BACKGROUND: The current influenza vaccines are effective against seasonal influenza, but cannot be manufactured in a timely manner for a sudden pandemic or to be cost-effective to immunize huge flocks of birds. We propose a novel influenza vaccine composing a bacterial carrier and a plasmid cargo. In the immunized subjects, the bacterial carrier invades and releases its cargo into host cells where the plasmid expresses viral RNAs and proteins for reconstitution of attenuated influenza virus. Here we aimed to construct a mouse PolI-driven plasmid for efficient production of influenza virus. RESULTS: A plasmid was constructed to express all influenza viral RNAs and proteins. This all-in-one plasmid resulted in 10(5)–10(6) 50 % tissue culture infective dose (TCID(50))/mL of influenza A virus in baby hamster kidney (BHK-21) cells on the third day post-transfection, and also reconstituted influenza virus in Madin–Darby canine kidney (MDCK) and Chinese hamster ovary (CHO) cells.
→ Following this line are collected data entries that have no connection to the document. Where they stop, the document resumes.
use paging_bench_summary_model::ScenarioOutcome;
use serde::{Deserialize, Serialize};
use tabled::Tabled;

/// Latency statistics of one scenario at one dataset size.
///
/// Median and percentiles are positional over the series in the order it was recorded, not over
/// the sorted latencies. See [crate::summarize_series].
#[derive(Debug, Clone, PartialEq, Serialize, Deserialize, Tabled)]
pub struct SummaryRow {
    #[tabled(rename = "Query")]
    pub query: String,
    #[tabled(rename = "Type")]
    pub pagination_type: String,
    #[tabled(rename = "Dataset Size")]
    pub dataset_size: String,
    #[tabled(rename = "Total Pages")]
    pub total_pages: u64,
    #[tabled(rename = "First Page")]
    pub first_page_ms: u64,
    #[tabled(rename = "Last Page")]
    pub last_page_ms: u64,
    #[tabled(rename = "Avg Response Time (ms)", display = "float2")]
    pub avg_ms: f64,
    #[tabled(rename = "Median Response Time (ms)")]
    pub median_ms: u64,
    #[tabled(rename = "P90 Response Time (ms)")]
    pub p90_ms: u64,
    #[tabled(rename = "P95 Response Time (ms)")]
    pub p95_ms: u64,
    #[tabled(rename = "P99 Response Time (ms)")]
    pub p99_ms: u64,
}

fn float2(n: &f64) -> String {
    format!("{:.2}", n)
}

/// A scenario that did not complete in the latest run for a dataset size.
#[derive(Debug, Clone, PartialEq, Serialize, Deserialize, Tabled)]
pub struct IncompleteRow {
    #[tabled(rename = "Scenario")]
    pub scenario: String,
    #[tabled(rename = "Dataset Size")]
    pub dataset_size: String,
    #[tabled(rename = "Outcome", display = "outcome_name")]
    pub outcome: ScenarioOutcome,
    #[tabled(rename = "Pages Visited")]
    pub pages_visited: u64,
    #[tabled(rename = "Total Pages", display = "optional_pages")]
    pub total_pages: Option<u64>,
    #[tabled(rename = "Run")]
    pub run_id: String,
}

fn outcome_name(outcome: &ScenarioOutcome) -> String {
    format!("{outcome:?}")
}

fn optional_pages(pages: &Option<u64>) -> String {
    pages.map_or_else(|| "-".to_string(), |pages| pages.to_string())
}

/// Contents of `summary_report.json`.
#[derive(Debug, Clone, PartialEq, Serialize, Deserialize)]
pub struct SummaryReport {
    /// RFC 3339 time the report was generated
    pub generated_at: String,
    /// The dataset size labels that had a snapshot, in the order they were requested
    pub dataset_labels: Vec<String>,
    pub rows: Vec<SummaryRow>,
    /// Scenarios whose latest run did not complete, so their rows may be partial or stale
    #[serde(default)]
    pub incomplete: Vec<IncompleteRow>,
}

#[derive(Debug, Clone, Copy, PartialEq, Eq, Serialize, Deserialize)]
#[serde(rename_all = "lowercase")]
pub enum AxisScale {
    Linear,
    Log,
}

/// One line of a comparison: a scenario at a dataset size, smoothed and mapped onto the progress
/// axis.
#[derive(Debug, Clone, PartialEq, Serialize, Deserialize)]
pub struct ComparisonSeries {
    /// Legend entry, `<scenario> (<dataset label>)`
    pub label: String,
    pub scenario: String,
    pub dataset_label: String,
    pub colour: String,
    /// Progress through the results, 0 to 100
    pub x: Vec<f64>,
    /// Smoothed response time in milliseconds
    pub y: Vec<f64>,
}

/// Everything needed to draw one group's comparison chart. Written to
/// `response_time_comparison_<slug>.json`.
#[derive(Debug, Clone, PartialEq, Serialize, Deserialize)]
pub struct Comparison {
    pub group: String,
    pub slug: String,
    pub title: String,
    pub x_axis_title: String,
    pub y_axis_title: String,
    pub y_scale: AxisScale,
    pub series: Vec<ComparisonSeries>,
}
A 6-unit plasmid was constructed by deleting the HA and NA cassettes from the all-in-one plasmid. Cotransfection of BHK-21 cells with the 6-unit plasmid and the two other plasmids encoding the HA or NA genes resulted in influenza virus titers similar to those produced by the 1-plasmid method. CONCLUSIONS: An all-in-one plasmid and a 3-plasmid murine PolI-driven reverse genetics systems were developed, and efficiently reconstituted influenza virus in BHK-21 cells. The all-in-one plasmid may serve as a tool to determine the factors inhibiting virus generation from a large size plasmid. In addition, we recommend a simple and robust “1 + 2” approach to generate influenza vaccine seed virus.